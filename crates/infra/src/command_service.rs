//! Process-scoped command service.
//!
//! Sits on top of a [`CommandBroker`] and adds what the transport lacks:
//!
//! - a registrant table: command `type` -> ordered handlers
//! - an awaiting-response table: sent command id -> pending reply slot
//! - request/response with timeouts and cluster-wide fan-out
//!
//! ## Addressing
//!
//! Every member subscribes to its own channel (its member id) and to
//! [`BROADCAST_CHANNEL`]. Targeted commands are published on the target's channel,
//! broadcasts on the shared one. On receipt a command is only dispatched when its `to`
//! is this member or absent.
//!
//! ## Dispatch
//!
//! Replies (commands with `replyTo`) never reach type handlers; they complete the
//! matching pending request, or are logged and dropped when nobody waits any more.
//! Everything else is handed to each registered handler on its own task, behind a
//! panic boundary, so one failing handler cannot affect the others.

use std::collections::{HashMap, HashSet};
use std::sync::atomic::{AtomicBool, Ordering};
use std::sync::{Arc, Mutex, MutexGuard, PoisonError, Weak};
use std::time::Duration;

use chrono::Utc;
use futures::future::{BoxFuture, join_all};
use serde::Serialize;
use serde_json::{Map, Value as JsonValue};
use thiserror::Error;
use tokio::sync::oneshot;
use tracing::{debug, info, instrument, warn};

use clustercmd_core::{CommandId, MemberId};
use clustercmd_events::{BrokerError, Command, CommandBroker, broker_handler, reserved_key};

use crate::cluster::{ClusterRegistry, RegistryError};
use crate::config::DEFAULT_COMMAND_TIMEOUT;
use crate::fault::isolate;

/// Channel every member listens on for commands without a target.
pub const BROADCAST_CHANNEL: &str = "cluster.broadcast";

/// Reply field a worker uses to report failure to the initiator.
pub const REPLY_ERROR_FIELD: &str = "error";

/// A registered command handler.
///
/// Receives the service (to reply or send follow-ups) and the command.
pub type CommandHandler =
    Arc<dyn Fn(Arc<CommandService>, Command) -> BoxFuture<'static, anyhow::Result<()>> + Send + Sync>;

/// Wrap an async closure as a [`CommandHandler`].
pub fn command_handler<F, Fut>(f: F) -> CommandHandler
where
    F: Fn(Arc<CommandService>, Command) -> Fut + Send + Sync + 'static,
    Fut: Future<Output = anyhow::Result<()>> + Send + 'static,
{
    Arc::new(move |service, command| Box::pin(f(service, command)))
}

/// Called with `(index, total)` right before each member is sent to during fan-out.
pub type ProgressFn = Arc<dyn Fn(usize, usize) + Send + Sync>;

#[derive(Debug, Error)]
pub enum CommandError {
    #[error("invalid command: {0}")]
    Validation(String),

    #[error("command {command_type:?} requires a target member")]
    MissingTarget { command_type: String },

    #[error("no response to command {id} within {timeout:?}")]
    Timeout { id: CommandId, timeout: Duration },

    #[error(transparent)]
    Broker(#[from] BrokerError),

    #[error(transparent)]
    Registry(#[from] RegistryError),

    #[error("command service is shut down")]
    Shutdown,
}

/// Options for the `send_*` family.
#[derive(Clone, Default)]
pub struct CommandOptions {
    /// Target member; `None` broadcasts.
    pub to: Option<MemberId>,
    /// Use this id instead of generating one.
    pub id: Option<CommandId>,
    /// Response timeout for request/response sends.
    pub timeout: Option<Duration>,
    /// Type-specific fields.
    pub payload: Map<String, JsonValue>,
    /// Leave this member out of fan-out.
    pub ignore_me: bool,
    pub progress: Option<ProgressFn>,
}

impl CommandOptions {
    pub fn new() -> Self {
        Self::default()
    }

    pub fn to(mut self, member: MemberId) -> Self {
        self.to = Some(member);
        self
    }

    pub fn id(mut self, id: CommandId) -> Self {
        self.id = Some(id);
        self
    }

    pub fn timeout(mut self, timeout: Duration) -> Self {
        self.timeout = Some(timeout);
        self
    }

    pub fn field(mut self, key: impl Into<String>, value: impl Into<JsonValue>) -> Self {
        self.payload.insert(key.into(), value.into());
        self
    }

    pub fn payload(mut self, payload: Map<String, JsonValue>) -> Self {
        self.payload.extend(payload);
        self
    }

    pub fn ignore_me(mut self, ignore_me: bool) -> Self {
        self.ignore_me = ignore_me;
        self
    }

    pub fn progress<F>(mut self, f: F) -> Self
    where
        F: Fn(usize, usize) + Send + Sync + 'static,
    {
        self.progress = Some(Arc::new(f));
        self
    }
}

impl core::fmt::Debug for CommandOptions {
    fn fmt(&self, f: &mut core::fmt::Formatter<'_>) -> core::fmt::Result {
        f.debug_struct("CommandOptions")
            .field("to", &self.to)
            .field("id", &self.id)
            .field("timeout", &self.timeout)
            .field("payload", &self.payload)
            .field("ignore_me", &self.ignore_me)
            .field("progress", &self.progress.is_some())
            .finish()
    }
}

/// Body of a reply built by [`CommandService::send_in_response_to`].
#[derive(Debug, Clone, Default)]
pub struct Reply {
    /// Defaults to the type of the command being answered.
    pub command_type: Option<String>,
    pub payload: Map<String, JsonValue>,
}

impl Reply {
    pub fn new() -> Self {
        Self::default()
    }

    pub fn with_type(mut self, command_type: impl Into<String>) -> Self {
        self.command_type = Some(command_type.into());
        self
    }

    pub fn with_field(mut self, key: impl Into<String>, value: impl Into<JsonValue>) -> Self {
        self.payload.insert(key.into(), value.into());
        self
    }
}

/// One member's outcome in a fan-out.
///
/// Exactly one of `err` and `command` is set.
#[derive(Debug, Clone, PartialEq, Serialize)]
pub struct MemberResponse {
    pub member: MemberId,
    #[serde(skip_serializing_if = "Option::is_none")]
    pub err: Option<String>,
    #[serde(skip_serializing_if = "Option::is_none")]
    pub command: Option<Command>,
}
//! Worker-side dispatch of cluster jobs.

use std::sync::Arc;

use serde_json::Value as JsonValue;
use tracing::{debug, warn};

use clustercmd_core::JobId;
use clustercmd_events::Command;

use super::async_runner::run;
use super::cluster_runner::{ClusterJob, ClusterJobRunner, JOB_ID_FIELD, SITE_FIELD};
use super::runner::JobRunner;
use super::types::JobError;
use crate::command_service::{CommandHandler, CommandService, REPLY_ERROR_FIELD, Reply, command_handler};

/// Reply field carrying whether the worker run succeeded.
pub const REPLY_RESULT_FIELD: &str = "result";

/// Run a worker job for every `command_type` command this member receives, and reply
/// with `{"error": <string|null>, "result": <bool>}`.
///
/// `factory` gets a worker runner that already carries the initiator's job id and the
/// command's site. Returns the registered handler (for later unregistration).
pub fn register_cluster_job_handler<J, F>(
    service: &CommandService,
    command_type: &str,
    factory: F,
) -> CommandHandler
where
    J: ClusterJob + 'static,
    F: Fn(ClusterJobRunner, &Command) -> Result<J, JobError> + Send + Sync + 'static,
{
    let factory = Arc::new(factory);
    let name = command_type.to_string();

    let handler = command_handler(move |service: Arc<CommandService>, command: Command| {
        let factory = factory.clone();
        let name = name.clone();
        async move {
            let outcome = run_worker(&service, &name, &command, factory.as_ref()).await;

            let reply = match &outcome {
                Ok(_) => Reply::new()
                    .with_field(REPLY_ERROR_FIELD, JsonValue::Null)
                    .with_field(REPLY_RESULT_FIELD, true),
                Err(e) => {
                    warn!(command_id = %command.id, job = %name, error = %e, "worker job failed");
                    Reply::new()
                        .with_field(REPLY_ERROR_FIELD, e.to_string())
                        .with_field(REPLY_RESULT_FIELD, false)
                }
            };

            service.send_in_response_to(&command, reply).await?;
            Ok(())
        }
    });

    service.register_for_type(command_type, handler.clone());
    handler
}

async fn run_worker<J, F>(
    service: &Arc<CommandService>,
    name: &str,
    command: &Command,
    factory: &F,
) -> Result<JsonValue, JobError>
where
    J: ClusterJob + 'static,
    F: Fn(ClusterJobRunner, &Command) -> Result<J, JobError>,
{
    let mut base = JobRunner::new(name);
    if let Some(raw) = command.get_str(JOB_ID_FIELD) {
        let id: JobId = raw
            .parse()
            .map_err(|e| JobError::Invalid(format!("bad {JOB_ID_FIELD}: {e}")))?;
        base = base.with_id(id);
    }

    let mut runner = ClusterJobRunner::new(base, service.clone()).as_worker();
    runner.set_site(command.get_str(SITE_FIELD).map(str::to_string));

    let job = factory(runner, command)?;
    debug!(job_id = %job.cluster().id(), job = %name, "running worker job");
    run(&job).await
}

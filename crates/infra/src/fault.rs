//! Fault boundaries.
//!
//! Panics are caught where a handler, task or loop iteration is invoked and turned into
//! error values, so they never unwind into an unrelated call stack.

use std::any::Any;
use std::panic::AssertUnwindSafe;

use futures::FutureExt;

/// Best-effort description of a panic payload.
pub fn panic_message(payload: Box<dyn Any + Send>) -> String {
    if let Some(s) = payload.downcast_ref::<&'static str>() {
        (*s).to_string()
    } else if let Some(s) = payload.downcast_ref::<String>() {
        s.clone()
    } else {
        "unknown panic payload".to_string()
    }
}

/// Await `fut`, converting a panic into `Err(message)`.
pub async fn isolate<F>(fut: F) -> Result<F::Output, String>
where
    F: Future,
{
    AssertUnwindSafe(fut).catch_unwind().await.map_err(panic_message)
}
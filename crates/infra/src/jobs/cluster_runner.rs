//! Jobs that span the cluster.
//!
//! The same job type runs in two roles. The initiator fans a command out to every
//! member (itself included) and waits for all of them; each member's worker handler
//! then runs the job as a worker to do the local part.
//!
//! Jobs can be nested: an outer job may run an inner one as a slice of its own work by
//! giving it a `chunk_of_work_percentage` below 1. Only the outermost initiator fires
//! the `on_start`/`on_completed` lifecycle hooks.

use std::sync::Arc;

use async_trait::async_trait;
use serde::{Deserialize, Serialize};
use serde_json::Value as JsonValue;
use tracing::warn;

use clustercmd_core::JobId;

use super::async_runner::{AsyncJob, Task, task};
use super::runner::JobRunner;
use super::types::{JobError, JobRole};
use crate::command_service::{CommandOptions, CommandService};

/// Payload field carrying the initiator's job id.
pub const JOB_ID_FIELD: &str = "jobId";

/// Payload field carrying the target site.
pub const SITE_FIELD: &str = "site";

/// Default outcome of an initiator run.
#[derive(Debug, Clone, PartialEq, Serialize, Deserialize)]
pub struct ClusterJobSummary {
    pub success: bool,
    pub id: JobId,
    pub site: Option<String>,
    pub error: Option<String>,
    pub results: Vec<JsonValue>,
}

pub struct ClusterJobRunner {
    base: JobRunner,
    commands: Arc<CommandService>,
    is_initiator: bool,
    chunk_of_work_percentage: f64,
    site: Option<String>,
}

impl ClusterJobRunner {
    /// An outermost initiator.
    pub fn new(base: JobRunner, commands: Arc<CommandService>) -> Self {
        Self {
            base,
            commands,
            is_initiator: true,
            chunk_of_work_percentage: 1.0,
            site: None,
        }
    }

    pub fn as_worker(mut self) -> Self {
        self.is_initiator = false;
        self
    }

    pub fn with_site(mut self, site: impl Into<String>) -> Self {
        self.site = Some(site.into());
        self
    }

    pub fn with_chunk_of_work_percentage(mut self, share: f64) -> Result<Self, JobError> {
        self.set_chunk_of_work_percentage(share)?;
        Ok(self)
    }

    pub fn base(&self) -> &JobRunner {
        &self.base
    }

    pub fn base_mut(&mut self) -> &mut JobRunner {
        &mut self.base
    }

    pub fn commands(&self) -> &Arc<CommandService> {
        &self.commands
    }

    pub fn id(&self) -> JobId {
        self.base.id()
    }

    pub fn is_initiator(&self) -> bool {
        self.is_initiator
    }

    pub fn role(&self) -> JobRole {
        if self.is_initiator {
            JobRole::Initiator
        } else {
            JobRole::Worker
        }
    }

    pub fn set_run_as_initiator(&mut self, is_initiator: bool) {
        self.is_initiator = is_initiator;
    }

    pub fn chunk_of_work_percentage(&self) -> f64 {
        self.chunk_of_work_percentage
    }

    /// Must lie in `(0, 1]`.
    pub fn set_chunk_of_work_percentage(&mut self, share: f64) -> Result<(), JobError> {
        if !(share > 0.0 && share <= 1.0) {
            return Err(JobError::Invalid(format!(
                "chunk of work percentage must be in (0, 1], got {share}"
            )));
        }
        self.chunk_of_work_percentage = share;
        Ok(())
    }

    pub fn site(&self) -> Option<&str> {
        self.site.as_deref()
    }

    pub fn set_site(&mut self, site: Option<String>) {
        self.site = site;
    }

    pub fn require_site(&self) -> Result<String, JobError> {
        self.site
            .clone()
            .ok_or_else(|| JobError::Invalid(format!("job {:?} needs a site", self.base.name())))
    }

    /// The outermost invocation of an operation: an initiator owning all of the work.
    pub fn is_outermost(&self) -> bool {
        self.is_initiator && self.chunk_of_work_percentage == 1.0
    }

    /// Options pre-filled with this job's id and site, for commands to workers.
    pub fn command_options(&self) -> CommandOptions {
        let options = CommandOptions::new().field(JOB_ID_FIELD, self.id().to_string());
        match &self.site {
            Some(site) => options.field(SITE_FIELD, site.clone()),
            None => options,
        }
    }

    /// A task that sends `command_type` to every member and fails if any member does.
    pub fn create_command_task(&self, command_type: impl Into<String>, options: CommandOptions) -> Task {
        let commands = self.commands.clone();
        let command_type = command_type.into();

        task(move || async move {
            let responses = commands
                .send_command_to_all_get_responses(&command_type, options)
                .await?;

            let failures: Vec<String> = responses
                .iter()
                .filter_map(|r| r.err.as_ref().map(|err| format!("{}: {err}", r.member)))
                .collect();
            if !failures.is_empty() {
                return Err(JobError::MemberFailed {
                    command_type,
                    summary: failures.join("; "),
                });
            }

            Ok(JsonValue::Bool(true))
        })
    }

    /// Summarize initiator task results. Falsy results count as failures.
    pub fn summarize(&self, outcome: &Result<Vec<JsonValue>, JobError>) -> ClusterJobSummary {
        let (results, error) = match outcome {
            Ok(results) => {
                let failed = results.iter().filter(|r| is_falsy(r)).count();
                let error = (failed > 0).then(|| format!("{failed} task(s) reported failure"));
                (results.clone(), error)
            }
            Err(e) => (Vec::new(), Some(e.to_string())),
        };

        ClusterJobSummary {
            success: error.is_none(),
            id: self.id(),
            site: self.site.clone(),
            error,
            results,
        }
    }
}

impl core::fmt::Debug for ClusterJobRunner {
    fn fmt(&self, f: &mut core::fmt::Formatter<'_>) -> core::fmt::Result {
        f.debug_struct("ClusterJobRunner")
            .field("base", &self.base)
            .field("is_initiator", &self.is_initiator)
            .field("chunk_of_work_percentage", &self.chunk_of_work_percentage)
            .field("site", &self.site)
            .finish()
    }
}

fn is_falsy(value: &JsonValue) -> bool {
    match value {
        JsonValue::Null => true,
        JsonValue::Bool(b) => !b,
        JsonValue::Object(map) => map.get("error").is_some_and(|e| !e.is_null()),
        _ => false,
    }
}

/// A job that runs as initiator or worker.
///
/// Implement the task list for each role the job supports; the other role fails with
/// [`JobError::RoleNotSupported`].
#[async_trait]
pub trait ClusterJob: Send + Sync {
    fn cluster(&self) -> &ClusterJobRunner;

    async fn get_initiator_tasks(&self) -> Result<Vec<Task>, JobError> {
        Err(JobError::RoleNotSupported {
            job: self.cluster().base().name().to_string(),
            role: JobRole::Initiator,
        })
    }

    async fn get_worker_tasks(&self) -> Result<Vec<Task>, JobError> {
        Err(JobError::RoleNotSupported {
            job: self.cluster().base().name().to_string(),
            role: JobRole::Worker,
        })
    }

    /// Fold per-member results into a [`ClusterJobSummary`]; an unsuccessful summary is an error.
    async fn process_cluster_results(
        &self,
        outcome: Result<Vec<JsonValue>, JobError>,
    ) -> Result<JsonValue, JobError> {
        let summary = self.cluster().summarize(&outcome);
        if summary.success {
            return serde_json::to_value(&summary).map_err(|e| JobError::task(e.to_string()));
        }

        warn!(job_id = %summary.id, site = ?summary.site, error = ?summary.error, "cluster job failed");
        match outcome {
            Err(e) => Err(e),
            Ok(_) => Err(JobError::Task(summary.error.unwrap_or_default())),
        }
    }

    async fn process_worker_results(
        &self,
        outcome: Result<Vec<JsonValue>, JobError>,
    ) -> Result<JsonValue, JobError> {
        outcome.map(JsonValue::Array)
    }

    async fn on_start(&self) -> Result<(), JobError> {
        self.cluster().base().on_start();
        Ok(())
    }

    async fn on_completed(&self, err: Option<&JobError>) {
        self.cluster().base().on_completed(err);
    }
}

#[async_trait]
impl<T> AsyncJob for T
where
    T: ClusterJob,
{
    fn runner(&self) -> &JobRunner {
        self.cluster().base()
    }

    fn progress_share(&self) -> f64 {
        self.cluster().chunk_of_work_percentage()
    }

    async fn get_tasks(&self) -> Result<Vec<Task>, JobError> {
        if self.cluster().is_initiator() {
            self.get_initiator_tasks().await
        } else {
            self.get_worker_tasks().await
        }
    }

    async fn on_before_first_task(&self) -> Result<(), JobError> {
        if self.cluster().is_outermost() {
            self.on_start().await?;
        }
        Ok(())
    }

    async fn process_results(
        &self,
        outcome: Result<Vec<JsonValue>, JobError>,
    ) -> Result<JsonValue, JobError> {
        let result = if self.cluster().is_initiator() {
            self.process_cluster_results(outcome).await
        } else {
            self.process_worker_results(outcome).await
        };

        if self.cluster().is_outermost() {
            self.on_completed(result.as_ref().err()).await;
        }
        result
    }
}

— The task —
Repeat exactly the lines above from the one with "unrelated call stack." up to and including the one with "if let Some(s) = payload.downcast_ref::<&'static". No other line belongs in the reply.

— Result —
//! error values, so they never unwind into an unrelated call stack.

use std::any::Any;
use std::panic::AssertUnwindSafe;

use futures::FutureExt;

/// Best-effort description of a panic payload.
pub fn panic_message(payload: Box<dyn Any + Send>) -> String {
    if let Some(s) = payload.downcast_ref::<&'static str>() {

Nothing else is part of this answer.